> **Problem description**: Go through the records below line by line, counting those that contain the word "input"; answer with the count only.

> **Data records**:
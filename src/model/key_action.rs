//! Domain-level keyboard actions independent of key bindings.

/// Domain-level actions that can be mapped to configurable key bindings.
///
/// These represent operator intent, not specific keys. The mapping from
/// `crossterm::event::KeyEvent` to `KeyAction` is handled by `KeyBindings`.
/// Printable characters that have no binding are inserted into the input.
#[derive(Debug, Clone, Copy, PartialEq, Eq, Hash)]
pub enum KeyAction {
    // Text entry
    /// Submit the in-progress input as a message or command. Default: Enter
    Submit,
    /// Delete the character before the cursor. Default: Backspace
    DeleteBefore,
    /// Move the cursor one character left. Default: ←
    CursorLeft,
    /// Move the cursor one character right. Default: →
    CursorRight,

    // History scrolling
    /// Scroll history up by one line. Default: ↑
    ScrollUp,
    /// Scroll history down by one line. Default: ↓
    ScrollDown,
    /// Scroll history up by one page. Default: Page Up
    PageUp,
    /// Scroll history down by one page. Default: Page Down
    PageDown,
    /// Jump to the newest history line and resume following. Default: End
    ScrollToBottom,

    // Application
    /// Exit the application. Default: Ctrl+c
    Quit,
}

> **Task result**: 2